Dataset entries

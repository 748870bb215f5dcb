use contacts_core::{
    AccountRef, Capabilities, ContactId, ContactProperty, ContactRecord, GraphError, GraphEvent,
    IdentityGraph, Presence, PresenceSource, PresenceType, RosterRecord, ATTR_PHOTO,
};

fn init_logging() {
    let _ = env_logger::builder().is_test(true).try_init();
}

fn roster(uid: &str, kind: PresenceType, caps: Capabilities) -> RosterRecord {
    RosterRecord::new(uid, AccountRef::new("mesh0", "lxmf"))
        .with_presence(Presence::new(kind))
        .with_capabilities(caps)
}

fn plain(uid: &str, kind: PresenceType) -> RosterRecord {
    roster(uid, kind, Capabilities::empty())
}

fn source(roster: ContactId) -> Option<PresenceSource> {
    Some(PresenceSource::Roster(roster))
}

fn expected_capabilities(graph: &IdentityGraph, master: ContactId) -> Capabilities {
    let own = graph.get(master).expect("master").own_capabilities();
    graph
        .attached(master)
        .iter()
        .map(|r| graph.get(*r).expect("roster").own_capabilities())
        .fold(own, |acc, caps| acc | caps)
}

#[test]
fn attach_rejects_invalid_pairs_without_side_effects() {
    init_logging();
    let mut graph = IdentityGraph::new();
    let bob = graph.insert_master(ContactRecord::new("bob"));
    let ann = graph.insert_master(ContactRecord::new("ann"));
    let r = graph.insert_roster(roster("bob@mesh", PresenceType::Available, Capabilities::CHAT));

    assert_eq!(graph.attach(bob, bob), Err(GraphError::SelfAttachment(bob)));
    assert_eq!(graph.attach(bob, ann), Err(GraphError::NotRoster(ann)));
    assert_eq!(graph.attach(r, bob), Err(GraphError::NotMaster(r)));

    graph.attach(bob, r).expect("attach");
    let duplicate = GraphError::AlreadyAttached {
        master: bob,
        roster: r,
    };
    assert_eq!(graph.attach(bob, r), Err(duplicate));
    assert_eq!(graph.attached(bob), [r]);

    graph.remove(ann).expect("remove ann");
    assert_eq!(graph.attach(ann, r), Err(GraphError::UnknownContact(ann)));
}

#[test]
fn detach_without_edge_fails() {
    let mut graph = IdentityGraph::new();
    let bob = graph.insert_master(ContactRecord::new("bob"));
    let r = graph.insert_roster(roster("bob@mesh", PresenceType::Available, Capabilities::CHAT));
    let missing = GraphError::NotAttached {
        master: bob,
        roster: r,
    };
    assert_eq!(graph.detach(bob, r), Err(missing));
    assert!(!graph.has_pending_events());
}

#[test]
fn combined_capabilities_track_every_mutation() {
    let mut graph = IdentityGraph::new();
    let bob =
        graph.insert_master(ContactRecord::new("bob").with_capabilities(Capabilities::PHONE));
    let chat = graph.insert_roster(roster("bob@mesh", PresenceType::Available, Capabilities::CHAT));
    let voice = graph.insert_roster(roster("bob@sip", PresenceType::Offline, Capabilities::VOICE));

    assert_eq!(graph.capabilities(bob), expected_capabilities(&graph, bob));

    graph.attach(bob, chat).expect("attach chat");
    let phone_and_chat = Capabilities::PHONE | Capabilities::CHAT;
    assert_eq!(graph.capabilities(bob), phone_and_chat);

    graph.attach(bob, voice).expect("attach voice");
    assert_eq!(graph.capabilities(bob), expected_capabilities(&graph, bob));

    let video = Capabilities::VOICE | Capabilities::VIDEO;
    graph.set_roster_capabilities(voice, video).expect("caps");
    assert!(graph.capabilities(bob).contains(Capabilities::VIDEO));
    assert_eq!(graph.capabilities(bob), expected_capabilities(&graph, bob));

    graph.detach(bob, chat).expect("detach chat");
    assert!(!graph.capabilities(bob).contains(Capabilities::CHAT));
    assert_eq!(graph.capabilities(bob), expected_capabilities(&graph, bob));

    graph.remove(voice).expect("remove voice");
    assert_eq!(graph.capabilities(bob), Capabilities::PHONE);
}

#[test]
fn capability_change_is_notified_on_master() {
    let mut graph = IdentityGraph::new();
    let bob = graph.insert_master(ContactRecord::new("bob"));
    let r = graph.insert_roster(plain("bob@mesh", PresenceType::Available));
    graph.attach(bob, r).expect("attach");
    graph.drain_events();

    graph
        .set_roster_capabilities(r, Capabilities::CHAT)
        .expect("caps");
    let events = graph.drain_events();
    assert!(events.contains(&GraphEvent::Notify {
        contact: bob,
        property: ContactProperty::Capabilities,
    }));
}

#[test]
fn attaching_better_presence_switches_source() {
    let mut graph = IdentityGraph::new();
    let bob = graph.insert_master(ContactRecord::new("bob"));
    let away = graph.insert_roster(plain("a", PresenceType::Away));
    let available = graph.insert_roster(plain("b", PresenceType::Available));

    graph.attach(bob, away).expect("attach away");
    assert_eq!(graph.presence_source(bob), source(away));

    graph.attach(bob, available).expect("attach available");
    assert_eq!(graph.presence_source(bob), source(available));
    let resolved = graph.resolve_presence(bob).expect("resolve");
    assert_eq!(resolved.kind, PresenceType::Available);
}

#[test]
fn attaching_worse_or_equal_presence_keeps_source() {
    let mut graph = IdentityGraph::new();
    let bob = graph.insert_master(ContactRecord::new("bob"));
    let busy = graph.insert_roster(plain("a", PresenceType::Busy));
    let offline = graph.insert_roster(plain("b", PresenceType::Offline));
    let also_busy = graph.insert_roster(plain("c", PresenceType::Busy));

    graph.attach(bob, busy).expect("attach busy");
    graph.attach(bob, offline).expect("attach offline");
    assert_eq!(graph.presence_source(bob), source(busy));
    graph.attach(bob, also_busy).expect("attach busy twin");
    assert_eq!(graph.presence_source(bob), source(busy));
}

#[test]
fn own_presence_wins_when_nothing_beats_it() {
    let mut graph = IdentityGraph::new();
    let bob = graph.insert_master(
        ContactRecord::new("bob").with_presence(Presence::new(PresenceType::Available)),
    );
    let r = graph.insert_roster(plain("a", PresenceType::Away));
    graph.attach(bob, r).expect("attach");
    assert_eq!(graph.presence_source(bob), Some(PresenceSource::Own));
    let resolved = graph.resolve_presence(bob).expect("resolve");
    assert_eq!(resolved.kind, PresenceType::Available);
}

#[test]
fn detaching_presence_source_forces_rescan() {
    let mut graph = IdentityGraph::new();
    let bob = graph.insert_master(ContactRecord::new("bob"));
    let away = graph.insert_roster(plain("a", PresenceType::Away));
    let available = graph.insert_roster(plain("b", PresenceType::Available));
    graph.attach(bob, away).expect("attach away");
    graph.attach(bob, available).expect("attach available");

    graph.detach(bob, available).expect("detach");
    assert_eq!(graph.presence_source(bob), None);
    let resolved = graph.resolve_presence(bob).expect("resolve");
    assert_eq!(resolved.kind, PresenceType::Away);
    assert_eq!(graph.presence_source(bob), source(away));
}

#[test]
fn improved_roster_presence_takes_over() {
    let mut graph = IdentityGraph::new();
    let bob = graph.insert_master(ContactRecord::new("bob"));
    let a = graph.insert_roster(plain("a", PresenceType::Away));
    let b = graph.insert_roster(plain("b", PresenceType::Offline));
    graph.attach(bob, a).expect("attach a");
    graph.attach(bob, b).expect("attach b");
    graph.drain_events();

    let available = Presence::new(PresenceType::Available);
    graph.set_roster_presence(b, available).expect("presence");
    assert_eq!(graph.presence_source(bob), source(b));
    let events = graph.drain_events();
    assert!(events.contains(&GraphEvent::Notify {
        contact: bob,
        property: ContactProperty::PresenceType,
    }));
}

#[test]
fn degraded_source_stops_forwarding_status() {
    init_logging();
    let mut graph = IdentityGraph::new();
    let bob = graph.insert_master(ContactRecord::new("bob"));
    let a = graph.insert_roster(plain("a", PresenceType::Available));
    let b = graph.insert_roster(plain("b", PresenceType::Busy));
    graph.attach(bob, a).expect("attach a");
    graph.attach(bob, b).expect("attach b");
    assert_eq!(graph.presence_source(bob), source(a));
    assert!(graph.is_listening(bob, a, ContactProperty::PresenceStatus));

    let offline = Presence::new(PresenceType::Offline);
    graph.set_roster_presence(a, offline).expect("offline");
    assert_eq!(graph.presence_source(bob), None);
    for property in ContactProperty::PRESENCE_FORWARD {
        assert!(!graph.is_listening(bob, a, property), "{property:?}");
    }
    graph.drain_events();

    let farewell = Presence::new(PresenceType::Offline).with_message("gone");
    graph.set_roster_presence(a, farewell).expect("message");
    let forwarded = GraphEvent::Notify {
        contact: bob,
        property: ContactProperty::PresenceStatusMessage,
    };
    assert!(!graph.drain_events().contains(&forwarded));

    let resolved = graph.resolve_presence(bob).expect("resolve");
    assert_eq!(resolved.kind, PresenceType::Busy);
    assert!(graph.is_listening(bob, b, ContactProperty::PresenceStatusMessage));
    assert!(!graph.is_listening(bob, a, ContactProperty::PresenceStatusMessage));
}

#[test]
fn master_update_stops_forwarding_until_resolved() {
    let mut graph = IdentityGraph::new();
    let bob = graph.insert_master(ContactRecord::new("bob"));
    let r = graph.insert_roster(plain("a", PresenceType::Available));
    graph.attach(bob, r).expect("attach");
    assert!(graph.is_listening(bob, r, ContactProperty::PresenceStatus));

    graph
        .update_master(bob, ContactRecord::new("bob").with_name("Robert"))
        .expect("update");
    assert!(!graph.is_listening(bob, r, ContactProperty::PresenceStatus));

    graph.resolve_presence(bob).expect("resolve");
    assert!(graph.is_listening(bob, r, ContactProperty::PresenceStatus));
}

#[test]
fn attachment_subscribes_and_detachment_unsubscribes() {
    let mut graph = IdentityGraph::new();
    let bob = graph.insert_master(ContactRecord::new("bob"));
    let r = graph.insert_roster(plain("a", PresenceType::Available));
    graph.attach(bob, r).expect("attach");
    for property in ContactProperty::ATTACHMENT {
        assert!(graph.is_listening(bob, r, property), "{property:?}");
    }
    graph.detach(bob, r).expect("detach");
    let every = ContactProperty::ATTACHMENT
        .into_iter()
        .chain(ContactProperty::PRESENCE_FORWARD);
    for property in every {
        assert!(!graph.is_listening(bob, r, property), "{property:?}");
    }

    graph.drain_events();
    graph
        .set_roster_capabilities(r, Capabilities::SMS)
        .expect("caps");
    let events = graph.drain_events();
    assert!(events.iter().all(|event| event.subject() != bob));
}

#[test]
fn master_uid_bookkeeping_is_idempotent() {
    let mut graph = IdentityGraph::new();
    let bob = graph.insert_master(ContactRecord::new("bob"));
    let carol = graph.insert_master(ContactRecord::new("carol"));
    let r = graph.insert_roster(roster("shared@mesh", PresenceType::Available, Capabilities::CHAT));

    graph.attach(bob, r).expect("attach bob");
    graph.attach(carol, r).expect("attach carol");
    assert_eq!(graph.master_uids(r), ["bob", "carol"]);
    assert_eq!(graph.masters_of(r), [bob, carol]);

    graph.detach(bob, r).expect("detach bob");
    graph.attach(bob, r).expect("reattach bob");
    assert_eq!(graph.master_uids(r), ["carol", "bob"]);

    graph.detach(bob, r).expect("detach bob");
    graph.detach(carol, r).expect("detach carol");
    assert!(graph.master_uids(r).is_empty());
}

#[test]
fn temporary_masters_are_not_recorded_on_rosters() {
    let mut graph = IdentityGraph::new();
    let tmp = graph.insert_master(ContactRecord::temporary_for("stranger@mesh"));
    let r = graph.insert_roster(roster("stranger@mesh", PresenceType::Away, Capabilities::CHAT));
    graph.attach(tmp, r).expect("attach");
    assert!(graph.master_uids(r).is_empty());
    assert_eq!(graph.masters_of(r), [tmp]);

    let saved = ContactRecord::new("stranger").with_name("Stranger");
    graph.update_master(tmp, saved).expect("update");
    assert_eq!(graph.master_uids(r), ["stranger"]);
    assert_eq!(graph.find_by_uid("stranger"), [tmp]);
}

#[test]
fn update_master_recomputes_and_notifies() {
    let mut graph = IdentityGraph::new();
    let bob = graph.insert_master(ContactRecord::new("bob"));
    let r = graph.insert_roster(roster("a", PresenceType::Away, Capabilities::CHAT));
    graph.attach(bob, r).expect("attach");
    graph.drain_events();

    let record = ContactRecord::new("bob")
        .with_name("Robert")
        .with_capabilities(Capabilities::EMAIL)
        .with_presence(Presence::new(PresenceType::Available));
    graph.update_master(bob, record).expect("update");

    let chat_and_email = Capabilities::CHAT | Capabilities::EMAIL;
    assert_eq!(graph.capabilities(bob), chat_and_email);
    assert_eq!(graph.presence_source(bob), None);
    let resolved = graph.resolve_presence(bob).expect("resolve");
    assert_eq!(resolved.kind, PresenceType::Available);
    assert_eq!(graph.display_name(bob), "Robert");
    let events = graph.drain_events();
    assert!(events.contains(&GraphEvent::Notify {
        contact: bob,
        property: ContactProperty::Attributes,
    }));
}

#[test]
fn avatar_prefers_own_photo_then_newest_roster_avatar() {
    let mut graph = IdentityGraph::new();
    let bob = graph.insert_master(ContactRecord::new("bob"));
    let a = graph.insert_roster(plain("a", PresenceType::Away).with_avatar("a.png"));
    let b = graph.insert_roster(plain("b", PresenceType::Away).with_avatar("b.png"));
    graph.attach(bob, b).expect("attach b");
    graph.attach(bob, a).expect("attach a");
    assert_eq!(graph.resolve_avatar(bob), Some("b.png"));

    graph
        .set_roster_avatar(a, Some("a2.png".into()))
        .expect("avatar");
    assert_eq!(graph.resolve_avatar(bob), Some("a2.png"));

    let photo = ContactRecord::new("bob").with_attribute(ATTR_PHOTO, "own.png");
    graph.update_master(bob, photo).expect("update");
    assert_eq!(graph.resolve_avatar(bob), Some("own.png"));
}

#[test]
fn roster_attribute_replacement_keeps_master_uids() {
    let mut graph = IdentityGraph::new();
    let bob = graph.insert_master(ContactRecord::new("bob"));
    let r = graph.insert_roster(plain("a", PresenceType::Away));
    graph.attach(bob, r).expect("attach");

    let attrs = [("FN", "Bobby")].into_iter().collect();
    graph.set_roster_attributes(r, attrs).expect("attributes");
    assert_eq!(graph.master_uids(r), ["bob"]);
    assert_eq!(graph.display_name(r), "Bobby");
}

Task objective:
Return every line from the entries above that includes the word "kind".

Answer to the exercise:
fn roster(uid: &str, kind: PresenceType, caps: Capabilities) -> RosterRecord {
        .with_presence(Presence::new(kind))
fn plain(uid: &str, kind: PresenceType) -> RosterRecord {
    roster(uid, kind, Capabilities::empty())
    assert_eq!(resolved.kind, PresenceType::Available);
    assert_eq!(resolved.kind, PresenceType::Available);
    assert_eq!(resolved.kind, PresenceType::Away);
    assert_eq!(resolved.kind, PresenceType::Busy);
    assert_eq!(resolved.kind, PresenceType::Available);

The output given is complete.